UDFA rookie Elijah Ponder with the win vs. Tristan Wirfs and gets the sack on his second chance pic.twitter.com/aCiO8GvvQI
— Nate Tice (@Nate_Tice) November 10, 2025
A week later, the UDFA out of Cal Poly got a clean-up sack of Justin Fields. Ponder added takedowns of Jaxson Dart in week 13 and Quinn Ewers in week 18, delivering on the faith Mike Vrabel, Zak Kuhr and the defensive braintrust showed in him.
But now, with Harold Landry sidelined all of the spring after knee surgery, and Jacas unsigned while he recovers from a knee procedure, the Pats turned to Ponder to run with the ones, and safe to say, they liked the look of it.
“Elijah Ponder has been a phenomenal pro this spring,” Kuhr said. “He's taken great steps to improve his technique, his play demeanor.”

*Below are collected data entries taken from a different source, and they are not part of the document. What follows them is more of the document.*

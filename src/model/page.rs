//! Page metadata record.

use std::collections::BTreeMap;

use chrono::{DateTime, Utc};
use serde::{Deserialize, Serialize};

use super::AttachmentMeta;

/// Sync metadata for one remote page, persisted as `meta.json`.
///
/// The record tracks what the cache believes about both sides: the remote
/// revision number observed at the last successful read or write, and the
/// hash of the *expanded* body text currently on disk. Hashing the expanded
/// form (never the compact remote form) keeps change detection symmetric
/// between the download and upload paths.
#[derive(Debug, Clone, Serialize, Deserialize)]
#[serde(rename_all = "camelCase")]
pub struct PageMeta {
    /// Stable remote identifier.
    pub document_id: String,

    /// Page title as last seen on the remote.
    pub title: String,

    /// Remote revision number at the last successful sync.
    ///
    /// Any divergence observed before a write is a conflict, never
    /// silently resolved.
    pub version: i64,

    /// When the body was last downloaded.
    #[serde(skip_serializing_if = "Option::is_none")]
    pub downloaded_at: Option<DateTime<Utc>>,

    /// When the body was last uploaded.
    #[serde(skip_serializing_if = "Option::is_none")]
    pub last_uploaded_at: Option<DateTime<Utc>>,

    /// When attachments were last scanned against the remote listing.
    #[serde(skip_serializing_if = "Option::is_none")]
    pub last_attachment_scan_at: Option<DateTime<Utc>>,

    /// SHA256 hex digest of the expanded body text on disk.
    pub body_content_hash: String,

    /// Tracked attachments, keyed by title (the natural key).
    ///
    /// Keying by title makes upsert a single map operation and guarantees
    /// at most one entry per title. Remote ids are not used as keys because
    /// they are not stable across an attachment's version history.
    #[serde(default)]
    pub attachments: BTreeMap<String, AttachmentMeta>,
}

impl PageMeta {
    /// Create a fresh record for a page seen for the first time.
    #[must_use]
    pub fn new(document_id: String, title: String, version: i64, body_content_hash: String) -> Self {
        Self {
            document_id,
            title,
            version,
            downloaded_at: None,
            last_uploaded_at: None,
            last_attachment_scan_at: None,
            body_content_hash,
            attachments: BTreeMap::new(),
        }
    }

    /// Insert or replace the attachment entry with the same title.
    pub fn upsert_attachment(&mut self, meta: AttachmentMeta) {
        self.attachments.insert(meta.title.clone(), meta);
    }

    /// Remove the attachment entry for `title`, returning it if present.
    pub fn remove_attachment(&mut self, title: &str) -> Option<AttachmentMeta> {
        self.attachments.remove(title)
    }
}

#[cfg(test)]
mod tests {
    use super::*;

    fn sample_attachment(title: &str, version: i64) -> AttachmentMeta {
        AttachmentMeta {
            id: format!("att-{title}"),
            title: title.to_string(),
            version,
            content_hash: "deadbeef".to_string(),
            media_type: "image/png".to_string(),
            file_size: 512,
            downloaded_at: None,
            last_uploaded_at: None,
        }
    }

    #[test]
    fn test_upsert_replaces_by_title() {
        let mut meta = PageMeta::new("123".into(), "Home".into(), 1, "hash".into());

        meta.upsert_attachment(sample_attachment("diagram.png", 1));
        meta.upsert_attachment(sample_attachment("diagram.png", 2));

        assert_eq!(meta.attachments.len(), 1);
        assert_eq!(meta.attachments["diagram.png"].version, 2);
    }

    #[test]
    fn test_serializes_camel_case_with_map() {
        let mut meta = PageMeta::new("123".into(), "Home".into(), 3, "abc".into());
        meta.upsert_attachment(sample_attachment("a.png", 1));

        let json = serde_json::to_value(&meta).unwrap();
        assert_eq!(json["documentId"], "123");
        assert_eq!(json["bodyContentHash"], "abc");
        assert!(json["attachments"]["a.png"].is_object());
        // Absent timestamps are omitted, not null.
        assert!(json.get("downloadedAt").is_none());
    }

    #[test]
    fn test_round_trips_through_json() {
        let mut meta = PageMeta::new("x/y".into(), "T".into(), 7, "h".into());
        meta.downloaded_at = Some(Utc::now());
        meta.upsert_attachment(sample_attachment("z.bin", 4));

        let text = serde_json::to_string_pretty(&meta).unwrap();
        let back: PageMeta = serde_json::from_str(&text).unwrap();
        assert_eq!(back.version, 7);
        assert_eq!(back.attachments["z.bin"].version, 4);
    }
}
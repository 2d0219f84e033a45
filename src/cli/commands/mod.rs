//! Command implementations.

pub mod attachments;
pub mod completions;
pub mod page;
pub mod version;

use crate::cli::Cli;
use crate::config::Config;
use crate::error::{Error, Result};
use crate::remote::{CallOptions, HttpWikiClient};
use crate::sync::{OpFailure, SyncManager};

/// Build the sync manager and call options from the global flags.
pub(crate) fn build(cli: &Cli) -> Result<(SyncManager<HttpWikiClient>, CallOptions)> {
    let config = Config::resolve(
        cli.base_url.clone(),
        cli.token.clone(),
        cli.cache_dir.clone(),
        cli.timeout,
    )?;
    let client = HttpWikiClient::new(&config.base_url, config.token.clone());
    let manager = SyncManager::new(client, config.cache_root.clone());
    let opts = CallOptions {
        timeout: config.timeout,
        cancel: None,
    };
    Ok((manager, opts))
}

/// Create the async runtime commands run sync operations on.
pub(crate) fn runtime() -> Result<tokio::runtime::Runtime> {
    tokio::runtime::Runtime::new()
        .map_err(|e| Error::Other(format!("Failed to create async runtime: {e}")))
}

/// Surface the event-log path of a failed operation, then unwrap the
/// classified error for the caller's exit-code handling.
pub(crate) fn report_failure(failure: OpFailure, json: bool) -> Error {
    if let Some(path) = &failure.log_path {
        if json {
            eprintln!(
                "{}",
                serde_json::json!({ "syncLog": path.display().to_string() })
            );
        } else {
            eprintln!("  Log: {}", path.display());
        }
    }
    failure.error
}
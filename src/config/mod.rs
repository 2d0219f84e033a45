//! Configuration management.
//!
//! Resolution order for every setting: CLI flag > environment variable >
//! default. The flags declare their environment variables through clap
//! (`WIKISYNC_BASE_URL`, `WIKISYNC_TOKEN`, `WIKISYNC_CACHE_DIR`), so this
//! module only validates what arrived and fills in the defaults.
//!
//! The cache root defaults to the platform data directory (e.g.
//! `~/.local/share/wikisync` on Linux), falling back to `~/.wikisync` when
//! the platform directories cannot be resolved.

use std::path::{Path, PathBuf};
use std::time::Duration;

use crate::error::{Error, Result};
use crate::remote::DEFAULT_TIMEOUT;

/// Resolved runtime configuration.
#[derive(Debug, Clone)]
pub struct Config {
    /// Remote wiki base URL, e.g. `https://wiki.example.com`.
    pub base_url: String,
    /// API bearer token.
    pub token: String,
    /// Root directory of the local cache.
    pub cache_root: PathBuf,
    /// Deadline for each remote call.
    pub timeout: Duration,
}

impl Config {
    /// Validate CLI-provided values and apply defaults.
    ///
    /// # Errors
    ///
    /// Returns a config error when the base URL or token is absent.
    pub fn resolve(
        base_url: Option<String>,
        token: Option<String>,
        cache_dir: Option<PathBuf>,
        timeout_secs: Option<u64>,
    ) -> Result<Self> {
        let base_url = base_url
            .filter(|url| !url.trim().is_empty())
            .ok_or_else(|| Error::Config("remote base URL not configured".to_string()))?;
        let token = token
            .filter(|t| !t.trim().is_empty())
            .ok_or_else(|| Error::Config("API token not configured (WIKISYNC_TOKEN)".to_string()))?;

        Ok(Self {
            base_url: base_url.trim_end_matches('/').to_string(),
            token,
            cache_root: resolve_cache_root(cache_dir.as_deref()),
            timeout: timeout_secs.map_or(DEFAULT_TIMEOUT, Duration::from_secs),
        })
    }
}

/// Resolve the cache root directory.
///
/// An explicit flag wins; otherwise the platform data directory; otherwise
/// `~/.wikisync`.
#[must_use]
pub fn resolve_cache_root(flag: Option<&Path>) -> PathBuf {
    if let Some(dir) = flag {
        return dir.to_path_buf();
    }

    if let Some(dirs) = directories::ProjectDirs::from("dev", "greenfieldlabs", "wikisync") {
        return dirs.data_dir().to_path_buf();
    }

    let home = std::env::var("HOME").unwrap_or_else(|_| ".".to_string());
    PathBuf::from(home).join(".wikisync")
}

That was something Vrabel singled out, not just for Ponder but also for a number of young players in the Patriots ecosystem for a second year. So much growth can happen now, from the weight-room work, diet, overall understanding of what is expected of them as pros, and, of course, knowledge of the playbook.
“Young players that work hard and have a full offseason to train, sometimes that’s a great window of opportunity for a guy that is 22, 23 years old, to make some significant improvement in their speed, in their strength, and explosion,” Vrabel noted. “So, hopefully that is what we will see.”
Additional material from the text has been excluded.